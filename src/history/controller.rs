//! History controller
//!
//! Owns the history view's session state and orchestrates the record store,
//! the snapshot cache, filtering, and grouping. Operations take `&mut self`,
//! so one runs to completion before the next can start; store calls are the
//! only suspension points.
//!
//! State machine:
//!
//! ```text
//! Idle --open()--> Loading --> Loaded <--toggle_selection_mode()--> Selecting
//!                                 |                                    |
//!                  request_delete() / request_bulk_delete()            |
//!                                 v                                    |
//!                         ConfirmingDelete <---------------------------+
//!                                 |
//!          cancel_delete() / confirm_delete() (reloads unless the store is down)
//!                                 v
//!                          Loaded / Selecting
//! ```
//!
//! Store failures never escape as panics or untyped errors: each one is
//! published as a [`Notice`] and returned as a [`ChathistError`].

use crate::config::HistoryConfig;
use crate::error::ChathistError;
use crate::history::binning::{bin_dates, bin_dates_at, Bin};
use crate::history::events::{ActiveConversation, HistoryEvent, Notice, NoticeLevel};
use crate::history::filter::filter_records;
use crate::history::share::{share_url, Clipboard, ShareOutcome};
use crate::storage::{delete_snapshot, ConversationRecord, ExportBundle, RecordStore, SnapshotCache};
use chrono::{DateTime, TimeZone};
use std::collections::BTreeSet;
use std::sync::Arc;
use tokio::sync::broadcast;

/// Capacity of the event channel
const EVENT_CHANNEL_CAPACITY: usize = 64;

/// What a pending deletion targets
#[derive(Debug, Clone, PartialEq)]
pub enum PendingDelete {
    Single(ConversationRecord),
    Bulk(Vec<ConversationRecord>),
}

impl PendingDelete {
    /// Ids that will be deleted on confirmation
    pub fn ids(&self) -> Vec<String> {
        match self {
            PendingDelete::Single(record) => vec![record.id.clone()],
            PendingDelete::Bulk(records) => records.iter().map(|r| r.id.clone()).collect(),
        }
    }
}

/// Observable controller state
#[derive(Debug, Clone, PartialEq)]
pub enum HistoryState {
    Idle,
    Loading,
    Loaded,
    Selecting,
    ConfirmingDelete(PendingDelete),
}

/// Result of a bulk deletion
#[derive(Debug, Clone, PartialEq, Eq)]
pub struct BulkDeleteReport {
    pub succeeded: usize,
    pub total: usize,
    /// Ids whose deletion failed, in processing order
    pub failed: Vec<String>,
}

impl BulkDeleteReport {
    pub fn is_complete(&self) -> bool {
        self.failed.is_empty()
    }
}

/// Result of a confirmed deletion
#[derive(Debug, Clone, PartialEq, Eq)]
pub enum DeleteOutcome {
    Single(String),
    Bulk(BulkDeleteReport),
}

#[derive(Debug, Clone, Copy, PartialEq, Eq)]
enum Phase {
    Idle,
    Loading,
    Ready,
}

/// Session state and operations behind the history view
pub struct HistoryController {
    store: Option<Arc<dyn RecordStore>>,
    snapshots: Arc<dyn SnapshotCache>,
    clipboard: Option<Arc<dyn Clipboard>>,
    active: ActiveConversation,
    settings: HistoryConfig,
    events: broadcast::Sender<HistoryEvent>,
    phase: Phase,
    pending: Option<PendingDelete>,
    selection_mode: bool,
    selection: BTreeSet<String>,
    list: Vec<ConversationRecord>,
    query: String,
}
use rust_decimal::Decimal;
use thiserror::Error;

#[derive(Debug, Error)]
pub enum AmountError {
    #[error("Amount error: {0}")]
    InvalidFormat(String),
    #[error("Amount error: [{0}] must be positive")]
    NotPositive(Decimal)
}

........

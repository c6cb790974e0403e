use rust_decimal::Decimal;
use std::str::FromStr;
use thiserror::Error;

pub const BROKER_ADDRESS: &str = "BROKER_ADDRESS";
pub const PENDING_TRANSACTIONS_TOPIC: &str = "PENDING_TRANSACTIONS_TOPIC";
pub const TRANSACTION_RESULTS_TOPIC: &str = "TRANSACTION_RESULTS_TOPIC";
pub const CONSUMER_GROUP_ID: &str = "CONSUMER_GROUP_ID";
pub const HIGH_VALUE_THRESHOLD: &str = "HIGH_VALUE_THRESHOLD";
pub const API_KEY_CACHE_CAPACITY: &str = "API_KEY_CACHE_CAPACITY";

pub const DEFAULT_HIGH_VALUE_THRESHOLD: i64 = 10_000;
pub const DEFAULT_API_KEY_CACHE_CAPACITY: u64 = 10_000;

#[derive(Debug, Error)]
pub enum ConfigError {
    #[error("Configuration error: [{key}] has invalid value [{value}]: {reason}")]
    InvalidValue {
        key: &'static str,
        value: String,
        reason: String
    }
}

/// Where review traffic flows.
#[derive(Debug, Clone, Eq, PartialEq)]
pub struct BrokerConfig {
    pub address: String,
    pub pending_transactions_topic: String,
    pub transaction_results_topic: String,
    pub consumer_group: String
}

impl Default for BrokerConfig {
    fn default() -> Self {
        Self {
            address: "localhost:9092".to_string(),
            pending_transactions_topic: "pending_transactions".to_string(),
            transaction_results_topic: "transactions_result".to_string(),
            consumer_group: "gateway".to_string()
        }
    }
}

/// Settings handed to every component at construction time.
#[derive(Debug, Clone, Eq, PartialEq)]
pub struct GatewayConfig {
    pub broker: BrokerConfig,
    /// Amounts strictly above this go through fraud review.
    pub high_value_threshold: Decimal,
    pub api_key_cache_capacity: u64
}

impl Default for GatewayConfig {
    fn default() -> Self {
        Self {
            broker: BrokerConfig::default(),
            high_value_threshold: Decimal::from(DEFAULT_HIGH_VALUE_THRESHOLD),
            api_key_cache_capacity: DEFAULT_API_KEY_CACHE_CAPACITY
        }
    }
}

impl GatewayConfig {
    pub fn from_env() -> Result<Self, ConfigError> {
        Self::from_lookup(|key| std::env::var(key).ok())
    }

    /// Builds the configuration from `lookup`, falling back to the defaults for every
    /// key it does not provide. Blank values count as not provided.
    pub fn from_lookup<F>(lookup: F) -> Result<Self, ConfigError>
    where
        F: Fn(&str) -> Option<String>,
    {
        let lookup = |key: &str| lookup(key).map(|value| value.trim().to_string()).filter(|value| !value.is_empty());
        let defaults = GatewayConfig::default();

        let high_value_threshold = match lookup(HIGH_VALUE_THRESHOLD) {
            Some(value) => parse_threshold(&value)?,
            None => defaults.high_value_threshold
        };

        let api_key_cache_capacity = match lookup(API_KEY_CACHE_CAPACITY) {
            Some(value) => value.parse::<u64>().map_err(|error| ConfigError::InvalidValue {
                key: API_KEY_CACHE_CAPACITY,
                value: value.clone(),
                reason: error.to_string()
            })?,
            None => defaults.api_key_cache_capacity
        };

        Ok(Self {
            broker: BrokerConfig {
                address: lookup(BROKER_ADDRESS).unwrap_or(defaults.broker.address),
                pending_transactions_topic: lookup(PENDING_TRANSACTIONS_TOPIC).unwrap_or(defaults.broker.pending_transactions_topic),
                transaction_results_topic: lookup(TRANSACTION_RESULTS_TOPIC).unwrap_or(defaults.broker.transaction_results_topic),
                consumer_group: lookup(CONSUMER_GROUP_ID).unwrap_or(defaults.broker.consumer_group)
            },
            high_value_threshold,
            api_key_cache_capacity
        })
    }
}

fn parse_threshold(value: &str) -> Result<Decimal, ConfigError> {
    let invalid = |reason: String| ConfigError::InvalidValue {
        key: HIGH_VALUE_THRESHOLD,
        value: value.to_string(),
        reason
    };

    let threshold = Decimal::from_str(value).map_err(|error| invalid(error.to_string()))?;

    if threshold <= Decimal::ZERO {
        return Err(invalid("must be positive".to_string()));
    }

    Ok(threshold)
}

........

◆ Task directions: Scan the data above. Return every line with "reason" in it.

◆ Output for this exercise:
    #[error("Configuration error: [{key}] has invalid value [{value}]: {reason}")]
        reason: String
                reason: error.to_string()
    let invalid = |reason: String| ConfigError::InvalidValue {
        reason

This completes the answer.